Ring-Fenced Investment Fund (SVGIF)
All proceeds from the program will flow into the Saint Vincent and the Grenadines Investment Fund (SVGIF), a legislatively established, ring-fenced vehicle designed to prevent funds from entering recurrent spending or being subject to political discretion.
A legally binding Fiscal Resilience Protocol will allocate 100% of non-debt capital to:
1. Productive capital investment, including climate-resilient infrastructure and competitive sectors
2. Social infrastructure, prioritizing healthcare, education, and technical training
3. Fiscal resilience and contingency buffers, including debt reduction and liquidity for natural disasters
The stated objective is to leave a tangible development legacy without mortgaging the country’s future through borrowing.
Political Clash at Home
Former Prime Minister Gonsalves sharply criticized the initiative, mocking government projections that list only US$10 million in CBI revenue for 2026. He argued that the CBI unit reportedly has “no staff, no budget,” and accused the administration of lacking the institutional capacity to implement the program.
Gonsalves likened CBI revenue to a narcotic dependency, warning that once governments rely on it, withdrawal can trigger severe economic consequences.
International Pressure and Geopolitical Warnings
The program’s rollout coincides with mounting external pressure:
· The European Union has warned that operating citizenship programs “in itself” may justify visa suspension, recommending enhanced vetting pending possible discontinuation.
· The United States has suspended or restricted certain immigration processes involving multiple countries and has cited welfare and security risks linked to CBI jurisdictions.
Gonsalves further claimed that Washington directly advised the new government against launching a CBI program and against shifting diplomatic recognition from Taiwan to China, describing the dual strategy as “risky and reckless.”
Currency and Macroeconomic Risks
Gonsalves warned that declining CBI inflows could threaten the stability of the Eastern Caribbean dollar, which is pegged to the US dollar.
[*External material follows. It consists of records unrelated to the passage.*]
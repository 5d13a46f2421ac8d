//! String-table resolution for frame records.

use flamecanvas_protocol::{FrameCoords, ProfileData, SharedStr};
use serde::Serialize;

/// A string-table lookup result.
///
/// Malformed upstream data must not take the paint loop down, so a bad
/// index is carried along as a value instead of an error.
#[derive(Debug, Clone, PartialEq, Eq, Serialize)]
#[serde(untagged)]
pub enum Label {
    Resolved(SharedStr),
    Unresolved(u32),
}

impl Label {
    pub fn as_str(&self) -> Option<&str> {
        match self {
            Self::Resolved(s) => Some(s),
            Self::Unresolved(_) => None,
        }
    }
}

impl std::fmt::Display for Label {
    fn fmt(&self, f: &mut std::fmt::Formatter<'_>) -> std::fmt::Result {
        match self {
            Self::Resolved(s) => f.write_str(s),
            Self::Unresolved(index) => write!(f, "<unresolved #{index}>"),
        }
    }
}

/// Everything a tooltip or context menu shows about one frame.
#[derive(Debug, Clone, PartialEq, Serialize)]
#[serde(rename_all = "camelCase")]
pub struct NodeStrings {
    pub coords: FrameCoords,
    pub name: Label,
    pub file: Option<Label>,
    pub kind: Option<Label>,
    pub inlined: bool,
    pub event_count: f64,
    pub self_event_count: f64,
    pub base_event_count: Option<f64>,
    pub base_self_event_count: Option<f64>,
}

pub fn resolve(profile: &ProfileData, index: u32) -> Label {
    match profile.string(index) {
        Some(s) => Label::Resolved(s.clone()),
        None => Label::Unresolved(index),
    }
}

/// The frame's display name.
pub fn frame_name(profile: &ProfileData, coords: FrameCoords) -> Option<Label> {
    profile
        .frame(coords)
        .map(|frame| resolve(profile, frame.text_id))
}

/// Resolve every string reference of the frame at `coords`.
/// `None` when there is no frame there.
pub fn read_node_strings(profile: &ProfileData, coords: FrameCoords) -> Option<NodeStrings> {
    let frame = profile.frame(coords)?;
    Some(NodeStrings {
        coords,
        name: resolve(profile, frame.text_id),
        file: frame.file_id.map(|id| resolve(profile, id)),
        kind: frame.kind_id.map(|id| resolve(profile, id)),
        inlined: frame.inlined,
        event_count: frame.event_count,
        self_event_count: frame.self_event_count,
        base_event_count: frame.base_event_count,
        base_self_event_count: frame.base_self_event_count,
    })
}

#[cfg(test)]
mod tests {
    use super::*;
    use flamecanvas_protocol::FrameRecord;

    fn profile() -> ProfileData {
        let mut leaf = FrameRecord::new(1, 0.0, 5.0);
        leaf.file_id = Some(2);
        leaf.kind_id = Some(9);
        ProfileData::new(
            vec![vec![FrameRecord::new(0, 0.0, 5.0)], vec![leaf]],
            vec!["all".into(), "read_config".into(), "src/config.rs".into()],
        )
    }

    #[test]
    fn resolves_name_and_file() {
        let node = read_node_strings(&profile(), FrameCoords::new(1, 0)).expect("frame");
        assert_eq!(node.name.to_string(), "read_config");
        assert_eq!(node.file.as_ref().and_then(Label::as_str), Some("src/config.rs"));
    }

    #[test]
    fn bad_index_is_marked_not_fatal() {
        let node = read_node_strings(&profile(), FrameCoords::new(1, 0)).expect("frame");
        assert_eq!(node.kind, Some(Label::Unresolved(9)));
        assert_eq!(node.kind.map(|k| k.to_string()).as_deref(), Some("<unresolved #9>"));
    }

    #[test]
    fn missing_frame() {
        assert!(read_node_strings(&profile(), FrameCoords::new(5, 0)).is_none());
        assert!(frame_name(&profile(), FrameCoords::new(0, 3)).is_none());
    }
}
Reduced foreign exchange inflows, he argued, would force governments to either contract the money supply or accept de facto devaluation, potentially leading to inflation, capital flight, and balance-of-payments crises.
He compared the potential shock to — but more severe than — the collapse of the Caribbean banana trade that led to structural adjustment programs in previous decades.
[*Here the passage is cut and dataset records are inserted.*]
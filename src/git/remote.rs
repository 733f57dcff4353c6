//! Ref resolution over libgit2
//!
//! Connects a detached remote and reads the refs it advertises, so no local
//! repository and no git executable are needed.

use git2::{Direction, Remote, RemoteCallbacks};
use tracing::debug;

use super::auth::setup_auth_callbacks;
use super::error::interpret_git_error;
use super::{AdvertisedRef, RefResolver, select_ref};
use crate::error::{CrossRepoError, Result};

/// Resolves refs by listing the remote's advertised refs through libgit2
#[derive(Debug, Clone, Copy, Default)]
pub struct Libgit2Remote;

impl Libgit2Remote {
    pub fn new() -> Self {
        Self
    }

    fn list(url: &str) -> std::result::Result<Vec<AdvertisedRef>, git2::Error> {
        let mut remote = Remote::create_detached(url)?;

        let mut callbacks = RemoteCallbacks::new();
        setup_auth_callbacks(&mut callbacks);

        let connection = remote.connect_auth(Direction::Fetch, Some(callbacks), None)?;
        let heads = connection
            .list()?
            .iter()
            .map(|head| (head.name().to_string(), head.oid().to_string()))
            .collect();

        Ok(heads)
    }
}

impl RefResolver for Libgit2Remote {
    fn resolve_ref(&self, url: &str, git_ref: &str) -> Result<Option<String>> {
        let refs = Self::list(url).map_err(|e| CrossRepoError::RefQueryFailed {
            url: url.to_string(),
            git_ref: git_ref.to_string(),
            reason: interpret_git_error(&e),
        })?;
        debug!(url, count = refs.len(), "listed remote refs");

        Ok(select_ref(&refs, git_ref))
    }
}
Residency Requirements and Market Viability

While Prime Minister Friday dismissed concerns that residency mandates would undermine competitiveness, Gonsalves countered that such requirements deter applicants seeking speed and flexibility.
Several Caribbean states, including Saint Kitts and Nevis, have already announced or agreed to impose residency requirements under international pressure, signaling a regional shift in program design.
Summary
Saint Vincent and the Grenadines’ planned CBI program represents a late entry into a market facing unprecedented global scrutiny. The government positions the initiative as a tightly regulated, development-focused financing tool anchored by a ring-fenced investment fund and enhanced integrity measures.
Opposition leaders, however, argue that the program is economically fragile, geopolitically risky, and institutionally underprepared, warning of currency instability and long-term dependency. With a mid-2026 launch target and modest initial revenue projections, the program’s viability will depend on effective implementation, international acceptance of residency-based models, and the government’s ability to navigate intensifying external pressure.